Cell Implantation Therapy
Experimental cell-based surgical therapies involve directly depositing cells capable of producing dopamine or other diffusible therapeutic molecule such as growth factors into the brain. Sources for implantable cells have included fetal tissue and cultured stem cells from embryonic sources, cells from the adrenal medulla and retinal pigment epithelium (RPE). Recent advances in the development of induced pluripotent stem cells, which are produced by genetic treatment of adult cells from skin or other tissues, may provide cells suitable for therapeutic transplantation, as well as for in vitro drug screening.
Initial attempts to bypass the immunological issues of cell transplantation utilized adrenal medulla cell implants (grafts).
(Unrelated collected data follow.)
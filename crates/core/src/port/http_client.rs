// HTTP Client Port
// Black-box GET capability used by remote modules

use async_trait::async_trait;
use serde::de::DeserializeOwned;
use thiserror::Error;

use crate::domain::Params;

/// Raw response of a GET round trip
#[derive(Debug, Clone, PartialEq, Eq)]
pub struct HttpResponse {
    pub status: u16,
    pub body: String,
}

impl HttpResponse {
    pub fn new(status: u16, body: impl Into<String>) -> Self {
        Self {
            status,
            body: body.into(),
        }
    }

    /// 2xx
    pub fn is_success(&self) -> bool {
        (200..300).contains(&self.status)
    }

    pub fn json<T: DeserializeOwned>(&self) -> Result<T, serde_json::Error> {
        serde_json::from_str(&self.body)
    }
}

/// Transport-level failures (no HTTP status was obtained)
#[derive(Error, Debug)]
pub enum TransportError {
    #[error("Invalid URL: {0}")]
    InvalidUrl(String),

    #[error("Connection failed: {0}")]
    Connect(String),

    #[error("Request timed out: {0}")]
    Timeout(String),

    #[error("Failed to read response body: {0}")]
    Body(String),
}

/// HTTP client trait
///
/// Implementations:
/// - ReqwestHttpClient (infra-http)
/// - mocks::MockHttpClient (tests)
#[async_trait]
pub trait HttpClient: Send + Sync {
    /// Issue `GET url?params`
    ///
    /// Non-2xx statuses are returned as a normal `HttpResponse`; callers decide
    /// what a failure status means.
    async fn get(&self, url: &str, params: &Params) -> Result<HttpResponse, TransportError>;
}

// ============================================================================
// Mock Implementations for Testing
// ============================================================================

pub mod mocks {
    use super::*;
    use std::sync::{Arc, Mutex};

    /// Mock HTTP behavior
    #[derive(Debug, Clone)]
    pub enum MockBehavior {
        /// Always answer with this response
        Respond(HttpResponse),
        /// Answer 200 with `{"ping_end": ping_start + offset}`
        EchoPing { offset_nanos: i64 },
        /// Fail at the transport level
        Fail(String),
    }

    /// A recorded GET
    #[derive(Debug, Clone, PartialEq, Eq)]
    pub struct RecordedCall {
        pub url: String,
        pub params: Params,
    }

    /// Mock HTTP client recording every call
    pub struct MockHttpClient {
        behavior: Arc<Mutex<MockBehavior>>,
        calls: Arc<Mutex<Vec<RecordedCall>>>,
    }

    impl MockHttpClient {
        pub fn new(behavior: MockBehavior) -> Self {
            Self {
                behavior: Arc::new(Mutex::new(behavior)),
                calls: Arc::new(Mutex::new(Vec::new())),
            }
        }

        pub fn new_ok() -> Self {
            Self::new(MockBehavior::Respond(HttpResponse::new(200, "{}")))
        }

        pub fn new_status(status: u16) -> Self {
            Self::new(MockBehavior::Respond(HttpResponse::new(status, "")))
        }

        pub fn new_echo_ping(offset_nanos: i64) -> Self {
            Self::new(MockBehavior::EchoPing { offset_nanos })
        }

        pub fn new_fail(message: impl Into<String>) -> Self {
            Self::new(MockBehavior::Fail(message.into()))
        }

        pub fn set_behavior(&self, behavior: MockBehavior) {
            *self.behavior.lock().unwrap() = behavior;
        }

        pub fn calls(&self) -> Vec<RecordedCall> {
            self.calls.lock().unwrap().clone()
        }

        pub fn call_count(&self) -> usize {
            self.calls.lock().unwrap().len()
        }
    }

    #[async_trait]
    impl HttpClient for MockHttpClient {
        async fn get(&self, url: &str, params: &Params) -> Result<HttpResponse, TransportError> {
            self.calls.lock().unwrap().push(RecordedCall {
                url: url.to_string(),
                params: params.clone(),
            });

            let behavior = self.behavior.lock().unwrap().clone();

            match behavior {
                MockBehavior::Respond(response) => Ok(response),
                MockBehavior::EchoPing { offset_nanos } => {
                    let ping_start: i64 = params
                        .get("ping_start")
                        .and_then(|v| v.parse().ok())
                        .unwrap_or_default();
                    Ok(HttpResponse::new(
                        200,
                        serde_json::json!({ "ping_end": ping_start + offset_nanos }).to_string(),
                    ))
                }
                MockBehavior::Fail(msg) => Err(TransportError::Connect(msg)),
            }
        }
    }
}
However, clinical trials have demonstrated no systematic or lasting benefit from adrenal medulla grafts. Previous clinical trials for dopamine cell replacement used fetal tissue transplants. While open-label studies showed suggestions of efficacy, double-blind studies were inconclusive. Additionally, some patients who received fetal transplants experienced graft-induced dyskinesia (Freed et al., 2001; Mendez et al., 2002; Olanow et al., 2003; Vitek et al., 2003; Wenning et al., 1997). Many issues remain to be addressed in order to develop fetal transplants as a viable therapy for PD.
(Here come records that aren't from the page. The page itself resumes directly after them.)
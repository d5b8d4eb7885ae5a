//! Supervisor configuration
//!
//! Precedence (lowest first): built-in defaults, TOML file, `OVERSEER_*`
//! environment variables, command-line flags. Module names given with `-m`
//! are appended after the modules of the file.

use anyhow::{Context, Result};
use clap::Parser;
use config::{Config, Environment, File, FileFormat};
use serde::Deserialize;
use std::collections::BTreeMap;

pub const DEFAULT_SYSTEM_NAME: &str = "overseer";
pub const DEFAULT_CHAOS: f64 = 10.0;
const ENV_PREFIX: &str = "OVERSEER";
const DEFAULT_ENV_ALLOWLIST: [&str; 3] = ["PATH", "HOME", "USER"];

#[derive(Parser, Debug, Default)]
#[command(name = "overseer")]
#[command(about = "Supervise local and remote modules under one lifecycle", long_about = None)]
#[command(version)]
pub struct Cli {
    /// Process modules to supervise (dot-separated module names)
    #[arg(short, long, num_args = 1..)]
    pub modules: Vec<String>,

    /// Chaos tuning factor, passed through untouched
    #[arg(short, long)]
    pub chaos: Option<f64>,

    /// System name
    #[arg(long)]
    pub name: Option<String>,

    /// TOML configuration file
    #[arg(long, env = "OVERSEER_CONFIG")]
    pub config: Option<String>,
}

/// Port as written in configuration: `8080` or `"8080"`
#[derive(Debug, Clone, PartialEq, Eq, Deserialize)]
#[serde(untagged)]
pub enum PortValue {
    Number(u16),
    Text(String),
}

impl std::fmt::Display for PortValue {
    fn fmt(&self, f: &mut std::fmt::Formatter<'_>) -> std::fmt::Result {
        match self {
            PortValue::Number(n) => write!(f, "{}", n),
            PortValue::Text(s) => write!(f, "{}", s),
        }
    }
}

fn default_detached() -> bool {
    true
}

/// One `[[modules]]` table
#[derive(Debug, Clone, PartialEq, Deserialize)]
#[serde(tag = "kind", rename_all = "lowercase")]
pub enum ModuleSpec {
    Process {
        name: String,
        #[serde(default)]
        executable: Option<String>,
        #[serde(default)]
        args: Vec<String>,
        #[serde(default)]
        kwargs: BTreeMap<String, String>,
        /// Extra variables for the child, on top of the allowlisted ones
        #[serde(default)]
        env: BTreeMap<String, String>,
        #[serde(default)]
        working_dir: Option<String>,
        #[serde(default)]
        timeout_ms: Option<i64>,
        #[serde(default = "default_detached")]
        detached: bool,
    },
    Remote {
        #[serde(default)]
        name: Option<String>,
        host: String,
        port: PortValue,
        #[serde(default)]
        cmds: Vec<String>,
    },
}

impl ModuleSpec {
    /// Detached process module with defaults, as produced by `-m`
    pub fn process(name: impl Into<String>) -> Self {
        ModuleSpec::Process {
            name: name.into(),
            executable: None,
            args: Vec::new(),
            kwargs: BTreeMap::new(),
            env: BTreeMap::new(),
            working_dir: None,
            timeout_ms: None,
            detached: true,
        }
    }
}

fn default_env_allowlist() -> Vec<String> {
    DEFAULT_ENV_ALLOWLIST.iter().map(|s| s.to_string()).collect()
}

#[derive(Debug, Clone, Deserialize)]
pub struct SupervisorConfig {
    pub name: String,
    pub chaos: f64,
    #[serde(default)]
    pub modules: Vec<ModuleSpec>,
    /// Parent environment variables process modules may inherit
    #[serde(default = "default_env_allowlist")]
    pub env_allowlist: Vec<String>,
    /// Whole-request timeout for remote calls; unset means no timeout
    #[serde(default)]
    pub http_timeout_ms: Option<u64>,
}

/// `OVERSEER_*` variables. `OVERSEER_ENV_ALLOWLIST` takes a comma-separated
/// list; `modules` can only come from the file or `-m`.
fn environment() -> Environment {
    Environment::with_prefix(ENV_PREFIX)
        .try_parsing(true)
        .ignore_empty(true)
        .list_separator(",")
        .with_list_parse_key("env_allowlist")
}

/// Merge defaults, file, environment and CLI into one configuration
pub fn load(cli: &Cli) -> Result<SupervisorConfig> {
    load_with(cli, environment())
}

fn load_with(cli: &Cli, env: Environment) -> Result<SupervisorConfig> {
    let mut builder = Config::builder()
        .set_default("name", DEFAULT_SYSTEM_NAME)?
        .set_default("chaos", DEFAULT_CHAOS)?;

    if let Some(path) = &cli.config {
        let expanded = shellexpand::tilde(path).into_owned();
        builder = builder.add_source(File::new(&expanded, FileFormat::Toml));
    }

    builder = builder
        .add_source(env)
        .set_override_option("name", cli.name.clone())?
        .set_override_option("chaos", cli.chaos)?;

    let mut config: SupervisorConfig = builder
        .build()
        .context("Failed to read configuration")?
        .try_deserialize()
        .context("Invalid configuration")?;

    config
        .modules
        .extend(cli.modules.iter().map(ModuleSpec::process));

    Ok(config)
}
Another approach for using transplants for dopamine replacement involved the use of retinal pigment epithelial (RPE) cells as a source of dopamine (Watts et al., 2003). A Phase II double-blind trial reported that Spheramine (cultured human RPE cells on microcarriers) did not show efficacy in a blinded trial.
The composition, formulation, and delivery of the transplants, methods for induced differentiation of dopaminergic and other cell types, and the role of post-operative immunoreactivity need to be better understood and optimized, and are the subjects of ongoing pre-clinical and clinical research.